THE PROBLEM:
Return all of the entries exactly as written.

[[ DATASET EXTRACT, beginning ]]

use porssi::error::PorssiError;

#[test]
fn error_constructors_group_1() {
    assert!(matches!(
        PorssiError::config("x"),
        PorssiError::Config { .. }
    ));
    assert!(matches!(
        PorssiError::network("x"),
        PorssiError::Network { .. }
    ));
    assert!(matches!(
        PorssiError::invalid_response("x"),
        PorssiError::InvalidResponse { .. }
    ));
    assert!(matches!(PorssiError::decode("x"), PorssiError::Decode { .. }));
}

#[test]
fn error_constructors_group_2() {
    let ser = PorssiError::Serialization {
        message: "s".into(),
    };
    assert!(matches!(ser, PorssiError::Serialization { .. }));
    assert!(matches!(PorssiError::io("x"), PorssiError::Io { .. }));
    assert!(matches!(PorssiError::web("x"), PorssiError::Web { .. }));
    assert!(matches!(
        PorssiError::validation("f", "m"),
        PorssiError::Validation { .. }
    ));
    assert!(matches!(
        PorssiError::generic("x"),
        PorssiError::Generic { .. }
    ));
}

#[test]
fn conversions_from_library_errors() {
    let io = std::io::Error::new(std::io::ErrorKind::NotFound, "gone");
    assert!(matches!(PorssiError::from(io), PorssiError::Io { .. }));

    let json = serde_json::from_str::<serde_json::Value>("{").unwrap_err();
    assert!(matches!(
        PorssiError::from(json),
        PorssiError::Serialization { .. }
    ));
}
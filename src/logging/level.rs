use crate::error::{PorssiError, Result};
use tracing::Level;

pub fn parse_log_level(level_str: &str) -> Result<Level> {
    match level_str.trim().to_uppercase().as_str() {
        "TRACE" => Ok(Level::TRACE),
        "DEBUG" => Ok(Level::DEBUG),
        "INFO" => Ok(Level::INFO),
        "WARN" | "WARNING" => Ok(Level::WARN),
        "ERROR" => Ok(Level::ERROR),
        _ => Err(PorssiError::config(format!(
            "Invalid log level: {}",
            level_str
        ))),
    }
}

pub fn level_rank(level: Level) -> u8 {
    if level == Level::TRACE {
        0
    } else if level == Level::DEBUG {
        1
    } else if level == Level::INFO {
        2
    } else if level == Level::WARN {
        3
    } else {
        4
    }
}

pub fn min_level(a: Level, b: Level) -> Level {
    if level_rank(a) <= level_rank(b) { a } else { b }
}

[[ DATASET EXTRACT, end ]]

RESPONSE BELOW:
use porssi::error::PorssiError;

#[test]
fn error_constructors_group_1() {
    assert!(matches!(
        PorssiError::config("x"),
        PorssiError::Config { .. }
    ));
    assert!(matches!(
        PorssiError::network("x"),
        PorssiError::Network { .. }
    ));
    assert!(matches!(
        PorssiError::invalid_response("x"),
        PorssiError::InvalidResponse { .. }
    ));
    assert!(matches!(PorssiError::decode("x"), PorssiError::Decode { .. }));
}

#[test]
fn error_constructors_group_2() {
    let ser = PorssiError::Serialization {
        message: "s".into(),
    };
    assert!(matches!(ser, PorssiError::Serialization { .. }));
    assert!(matches!(PorssiError::io("x"), PorssiError::Io { .. }));
    assert!(matches!(PorssiError::web("x"), PorssiError::Web { .. }));
    assert!(matches!(
        PorssiError::validation("f", "m"),
        PorssiError::Validation { .. }
    ));
    assert!(matches!(
        PorssiError::generic("x"),
        PorssiError::Generic { .. }
    ));
}

#[test]
fn conversions_from_library_errors() {
    let io = std::io::Error::new(std::io::ErrorKind::NotFound, "gone");
    assert!(matches!(PorssiError::from(io), PorssiError::Io { .. }));

    let json = serde_json::from_str::<serde_json::Value>("{").unwrap_err();
    assert!(matches!(
        PorssiError::from(json),
        PorssiError::Serialization { .. }
    ));
}
filename src/logging/level.rs
use crate::error::{PorssiError, Result};
use tracing::Level;

pub fn parse_log_level(level_str: &str) -> Result<Level> {
    match level_str.trim().to_uppercase().as_str() {
        "TRACE" => Ok(Level::TRACE),
        "DEBUG" => Ok(Level::DEBUG),
        "INFO" => Ok(Level::INFO),
        "WARN" | "WARNING" => Ok(Level::WARN),
        "ERROR" => Ok(Level::ERROR),
        _ => Err(PorssiError::config(format!(
            "Invalid log level: {}",
            level_str
        ))),
    }
}

pub fn level_rank(level: Level) -> u8 {
    if level == Level::TRACE {
        0
    } else if level == Level::DEBUG {
        1
    } else if level == Level::INFO {
        2
    } else if level == Level::WARN {
        3
    } else {
        4
    }
}

pub fn min_level(a: Level, b: Level) -> Level {
    if level_rank(a) <= level_rank(b) { a } else { b }
}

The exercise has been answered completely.